By the way, Fed. No. 84, feel free to call me Kevin. I think you've earned it, given that you are one of the very few people on this blog who ever agree with me about anything!

Law Monkey

Axis Position
1 left/right +0.6093 (+0.0367)
2 pragmatism +3.1093 (+0.1872)


Tung Yin

Fed. No. 84 wrote: Yeah, I was very surprised to see myself to the right of Prof. Yin.

Really? You're far more libertarian than I am, and depending on how these tests weight things, that could easily put you to my right. Also, Kevin probably makes me seem more to the right simply because I disagree with him on some (many?) -- but certainly not all -- things.

On the pro-defense/pro-social services view, one other explanation could be that government ineptness in the criminal setting is concentrated on the particular defendant and results in the loss of liberty, while government ineptness in the social services imposes costs broadly upon all taxpayers and otherwise provides some benefit to some individuals.
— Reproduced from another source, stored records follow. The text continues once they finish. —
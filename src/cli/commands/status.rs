//! `status` command: one line per active tuple with its tracked build.

use serde::Serialize;

use crate::cli::run::CommandContext;
use crate::exit_codes::ExitCode;
use crate::types::BuildTracking;

#[derive(Serialize)]
struct StatusRow {
    component: String,
    branch: String,
    tracking: Option<BuildTracking>,
}

pub fn execute(ctx: &CommandContext, json: bool) -> ExitCode {
    let default_interval = match ctx.settings.default_polling_frequency() {
        Ok(value) => value,
        Err(err) => {
            eprintln!("✗ configuration error: {err}");
            return ExitCode::DB_UNAVAILABLE;
        }
    };
    let tuples = match ctx.store.active_configs(default_interval) {
        Ok(tuples) => tuples,
        Err(err) => {
            eprintln!("✗ cannot read catalog: {err}");
            return ExitCode::DB_UNAVAILABLE;
        }
    };

    let mut rows = Vec::with_capacity(tuples.len());
    for tuple in &tuples {
        match ctx.store.tracking(tuple.key()) {
            Ok(tracking) => rows.push(StatusRow {
                component: tuple.component.name.clone(),
                branch: tuple.branch.name.clone(),
                tracking,
            }),
            Err(err) => {
                eprintln!("✗ cannot read tracking: {err}");
                return ExitCode::DB_UNAVAILABLE;
            }
        }
    }

    if json {
        match serde_json::to_string_pretty(&rows) {
            Ok(out) => println!("{out}"),
            Err(err) => {
                eprintln!("✗ cannot serialize status: {err}");
                return ExitCode::INTERNAL;
            }
        }
        return ExitCode::SUCCESS;
    }

    if rows.is_empty() {
        println!("no active tuples");
        return ExitCode::SUCCESS;
    }
    for row in &rows {
        match &row.tracking {
            Some(t) => println!(
                "{}/{}  latest {}  download {}  extraction {}  checked {}",
                row.component,
                row.branch,
                t.coordinate,
                t.download_status.as_str(),
                t.extraction_status.as_str(),
                t.last_check_at.to_rfc3339(),
            ),
            None => println!("{}/{}  never polled", row.component, row.branch),
        }
    }
    ExitCode::SUCCESS
}
//! Build coordinate value object
//!
//! A build within a branch is identified by `(buildDate, sequence)` where the
//! date is a `YYYYMMDD` day and the sequence is a positive counter within
//! that day. Ordering is date first, then sequence, which the derived `Ord`
//! on `(NaiveDate, u32)` gives us directly.

use chrono::NaiveDate;
use serde::{Serialize, Serializer};
use std::fmt;
use thiserror::Error;

/// Date format used in artifact URLs and on-disk directory names.
pub const DATE_FORMAT: &str = "%Y%m%d";

/// Errors produced when constructing a [`BuildCoordinate`].
#[derive(Debug, Error, PartialEq, Eq)]
pub enum CoordinateError {
    #[error("invalid build date '{0}': expected YYYYMMDD")]
    InvalidDate(String),

    #[error("invalid build sequence {0}: must be >= 1")]
    InvalidSequence(u32),
}

/// Identifies one build within a branch.
#[derive(Debug, Clone, Copy, PartialEq, Eq, PartialOrd, Ord, Hash)]
pub struct BuildCoordinate {
    date: NaiveDate,
    seq: u32,
}

impl BuildCoordinate {
    /// Build a coordinate from a date and a positive sequence number.
    pub fn new(date: NaiveDate, seq: u32) -> Result<Self, CoordinateError> {
        if seq == 0 {
            return Err(CoordinateError::InvalidSequence(seq));
        }
        Ok(Self { date, seq })
    }

    /// Parse a coordinate from its stored form: a `YYYYMMDD` date string and
    /// a sequence number.
    pub fn parse(date: &str, seq: u32) -> Result<Self, CoordinateError> {
        let date = NaiveDate::parse_from_str(date, DATE_FORMAT)
            .map_err(|_| CoordinateError::InvalidDate(date.to_string()))?;
        Self::new(date, seq)
    }

    pub fn date(&self) -> NaiveDate {
        self.date
    }

    pub fn seq(&self) -> u32 {
        self.seq
    }

    /// The `YYYYMMDD` rendering used in URLs, paths and the database.
    pub fn date_str(&self) -> String {
        self.date.format(DATE_FORMAT).to_string()
    }

    /// The URL path segment for this build: `Build20250102.3`.
    pub fn url_segment(&self) -> String {
        format!("Build{}.{}", self.date_str(), self.seq)
    }

    /// The directory name for this build: `20250102.3`.
    pub fn dir_name(&self) -> String {
        format!("{}.{}", self.date_str(), self.seq)
    }

    /// The coordinate for the next sequence on the same date.
    pub fn next_seq(&self) -> Self {
        Self {
            date: self.date,
            seq: self.seq + 1,
        }
    }
}

impl fmt::Display for BuildCoordinate {
    fn fmt(&self, f: &mut fmt::Formatter<'_>) -> fmt::Result {
        write!(f, "{}.{}", self.date_str(), self.seq)
    }
}

impl Serialize for BuildCoordinate {
    fn serialize<S: Serializer>(&self, serializer: S) -> Result<S::Ok, S::Error> {
        serializer.collect_str(self)
    }
}

#[cfg(test)]
mod tests {
    use super::*;

    fn coord(date: &str, seq: u32) -> BuildCoordinate {
        BuildCoordinate::parse(date, seq).unwrap()
    }

    #[test]
    fn parses_and_renders_canonical_forms() {
        let c = coord("20250102", 3);
        assert_eq!(c.date_str(), "20250102");
        assert_eq!(c.url_segment(), "Build20250102.3");
        assert_eq!(c.dir_name(), "20250102.3");
        assert_eq!(c.to_string(), "20250102.3");
    }

    #[test]
    fn rejects_malformed_dates() {
        assert_eq!(
            BuildCoordinate::parse("2025-01-02", 1),
            Err(CoordinateError::InvalidDate("2025-01-02".to_string()))
        );
        assert_eq!(
            BuildCoordinate::parse("20251340", 1),
            Err(CoordinateError::InvalidDate("20251340".to_string()))
        );
        assert_eq!(
            BuildCoordinate::parse("", 1),
            Err(CoordinateError::InvalidDate(String::new()))
        );
    }

    #[test]
    fn rejects_zero_sequence() {
        assert_eq!(
            BuildCoordinate::parse("20250102", 0),
            Err(CoordinateError::InvalidSequence(0))
        );
    }

    #[test]
    fn orders_by_date_then_sequence() {
        // A later date beats any sequence on an earlier date.
        assert!(coord("20250103", 1) > coord("20250102", 999));
        // Within a date, sequence is numeric, not lexicographic.
        assert!(coord("20250102", 10) > coord("20250102", 9));
        assert_eq!(coord("20250102", 5), coord("20250102", 5));
    }

    #[test]
    fn next_seq_stays_on_the_same_date() {
        let c = coord("20250102", 7).next_seq();
        assert_eq!(c, coord("20250102", 8));
    }

    #[test]
    fn serializes_as_dotted_string() {
        let json = serde_json::to_string(&coord("20250102", 3)).unwrap();
        assert_eq!(json, r#""20250102.3""#);
    }
}
/// SQLite-backed store. `Clone`-free; share via `Arc`.
pub struct Store {
    conn: Mutex<Connection>,
}
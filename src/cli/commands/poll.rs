//! `poll` command: one polling cycle over all eligible tuples.

use std::sync::Arc;
use tokio_util::sync::CancellationToken;

use crate::cli::commands::build_engine;
use crate::cli::run::CommandContext;
use crate::exit_codes::ExitCode;
use crate::scheduler::Scheduler;

pub async fn execute(ctx: &CommandContext) -> ExitCode {
    let engine = match build_engine(ctx) {
        Ok(engine) => engine,
        Err(message) => {
            eprintln!("✗ {message}");
            return ExitCode::DB_UNAVAILABLE;
        }
    };
    let scheduler = match Scheduler::new(engine) {
        Ok(scheduler) => Arc::new(scheduler),
        Err(err) => {
            eprintln!("✗ configuration error: {err}");
            return ExitCode::DB_UNAVAILABLE;
        }
    };

    match scheduler.run_cycle(&CancellationToken::new()).await {
        Ok(report) => {
            println!(
                "probed {}, new builds {}, downloaded {}, extracted {}, failed {}, pruned {}",
                report.probed,
                report.new_builds,
                report.downloaded,
                report.extracted,
                report.failed,
                report.pruned
            );
            if report.failed > 0 {
                ExitCode::PARTIAL_FAILURE
            } else {
                ExitCode::SUCCESS
            }
        }
        Err(err) => {
            eprintln!("✗ polling cycle aborted: {err}");
            ExitCode::DB_UNAVAILABLE
        }
    }
}
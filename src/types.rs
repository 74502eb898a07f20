//! Core entity types shared across the engine
//!
//! Catalog rows (components, branches, polling config) are owned by an
//! external system and read-only here; tracking and history rows are owned
//! by this engine.

use chrono::{DateTime, Utc};
use serde::Serialize;
use std::time::Duration;

use crate::coordinate::BuildCoordinate;

/// A component as published in the catalog.
///
/// The GUID is immutable and scopes the on-disk tree for the component;
/// `project_key` is the Artifactory project short key used in artifact URLs.
#[derive(Debug, Clone, Serialize)]
pub struct Component {
    pub id: i64,
    pub guid: String,
    pub name: String,
    pub project_key: String,
    /// Optional per-component URL path pattern overriding the default
    /// template. Placeholders: `{branch}`, `{date}`, `{buildNumber}`,
    /// `{componentName}`.
    pub url_pattern: Option<String>,
}

/// A branch of a component. Names are free-form and may contain `/`.
#[derive(Debug, Clone, Serialize)]
pub struct Branch {
    pub id: i64,
    pub component_id: i64,
    pub name: String,
}

/// Per-component polling configuration from the catalog.
#[derive(Debug, Clone, Serialize)]
pub struct PollingConfig {
    /// Seconds between polls for this component; clamped to >= 30 on read.
    pub interval_seconds: u64,
    /// Overrides the global retry budget when set.
    pub retry_attempts: Option<u32>,
    /// Overrides the global download timeout when set.
    pub download_timeout_seconds: Option<u64>,
    /// Overrides the global extraction timeout when set.
    pub extraction_timeout_seconds: Option<u64>,
}

impl PollingConfig {
    pub fn interval(&self) -> Duration {
        Duration::from_secs(self.interval_seconds)
    }
}

/// The unit of scheduling and retention: one `(component, branch)` pair.
#[derive(Debug, Clone, Copy, PartialEq, Eq, Hash, Serialize)]
pub struct TupleKey {
    pub component_id: i64,
    pub branch_id: i64,
}

/// One schedulable tuple with its catalog context.
#[derive(Debug, Clone, Serialize)]
pub struct PollTuple {
    pub component: Component,
    pub branch: Branch,
    pub polling: PollingConfig,
}

impl PollTuple {
    pub fn key(&self) -> TupleKey {
        TupleKey {
            component_id: self.component.id,
            branch_id: self.branch.id,
        }
    }
}

/// Status of the download or extraction step for a tracked build.
#[derive(Debug, Clone, Copy, PartialEq, Eq, Serialize)]
#[serde(rename_all = "snake_case")]
pub enum StepStatus {
    Pending,
    Downloading,
    Completed,
    Failed,
}

impl StepStatus {
    pub fn as_str(self) -> &'static str {
        match self {
            StepStatus::Pending => "pending",
            StepStatus::Downloading => "downloading",
            StepStatus::Completed => "completed",
            StepStatus::Failed => "failed",
        }
    }

    pub fn parse(s: &str) -> Option<Self> {
        match s {
            "pending" => Some(StepStatus::Pending),
            "downloading" => Some(StepStatus::Downloading),
            "completed" => Some(StepStatus::Completed),
            "failed" => Some(StepStatus::Failed),
            _ => None,
        }
    }
}

/// Latest-known-build record for a tuple. At most one row per tuple; the
/// coordinate never decreases once written.
#[derive(Debug, Clone, Serialize)]
pub struct BuildTracking {
    pub component_id: i64,
    pub branch_id: i64,
    pub coordinate: BuildCoordinate,
    pub artifact_url: String,
    pub last_check_at: DateTime<Utc>,
    pub last_download_at: Option<DateTime<Utc>>,
    pub download_status: StepStatus,
    pub extraction_status: StepStatus,
    pub download_path: Option<String>,
    pub extraction_path: Option<String>,
    pub file_size: Option<u64>,
    pub checksum: Option<String>,
    pub error_message: Option<String>,
}

/// Append-only record of a build that reached the downloaded state.
/// Retention flips `deleted` exactly once; rows are never removed.
#[derive(Debug, Clone, Serialize)]
pub struct HistoryEntry {
    pub id: i64,
    pub component_id: i64,
    pub branch_id: i64,
    pub coordinate: BuildCoordinate,
    pub artifact_url: String,
    pub download_path: String,
    pub extraction_path: Option<String>,
    pub file_size: u64,
    pub checksum: Option<String>,
    pub downloaded_at: DateTime<Utc>,
    pub extracted_at: Option<DateTime<Utc>>,
    pub deleted: bool,
    pub deleted_at: Option<DateTime<Utc>>,
}

/// Severity of an activity log entry.
#[derive(Debug, Clone, Copy, PartialEq, Eq, PartialOrd, Ord, Serialize)]
#[serde(rename_all = "UPPERCASE")]
pub enum LogLevel {
    Debug,
    Info,
    Warning,
    Error,
    Critical,
}

impl LogLevel {
    pub fn as_str(self) -> &'static str {
        match self {
            LogLevel::Debug => "DEBUG",
            LogLevel::Info => "INFO",
            LogLevel::Warning => "WARNING",
            LogLevel::Error => "ERROR",
            LogLevel::Critical => "CRITICAL",
        }
    }
}

/// Operation tag attached to activity log entries.
#[derive(Debug, Clone, Copy, PartialEq, Eq, Serialize)]
#[serde(rename_all = "snake_case")]
pub enum Operation {
    Poll,
    Download,
    Extraction,
    Cleanup,
}

impl Operation {
    pub fn as_str(self) -> &'static str {
        match self {
            Operation::Poll => "poll",
            Operation::Download => "download",
            Operation::Extraction => "extraction",
            Operation::Cleanup => "cleanup",
        }
    }
}

/// One structured activity log row. Append-only.
#[derive(Debug, Clone, Serialize)]
pub struct ActivityRecord {
    pub ts: DateTime<Utc>,
    pub level: LogLevel,
    pub operation: Option<Operation>,
    pub component_id: Option<i64>,
    pub branch_id: Option<i64>,
    pub coordinate: Option<BuildCoordinate>,
    pub duration_ms: Option<u64>,
    pub message: String,
}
As Kevin notes, the benefit may not be as large as he would like, but it's a far cry from being thrown in jail.

Prof. Yin's Wife

Axis Position
1 left/right -0.7637 (-0.0460)
2 pragmatism +0.9344 (+0.0562)

Not sure why I always end up on your left on these tests (when I think I ought to end up on your right).

Federalist No. 84

I wonder if I originally posted the wrong numbers, because the image I saved shows me as only slightly to the right of Prof. Yin.
Now that I have a snazzy Typepad account, I can link to images:
https://federalism.typepad.com/crime_federalism/files/political_test_results.png

I still think Yin should be to the right of me, and I am drafting a rather lenghty explanation. (Oh, the horror!)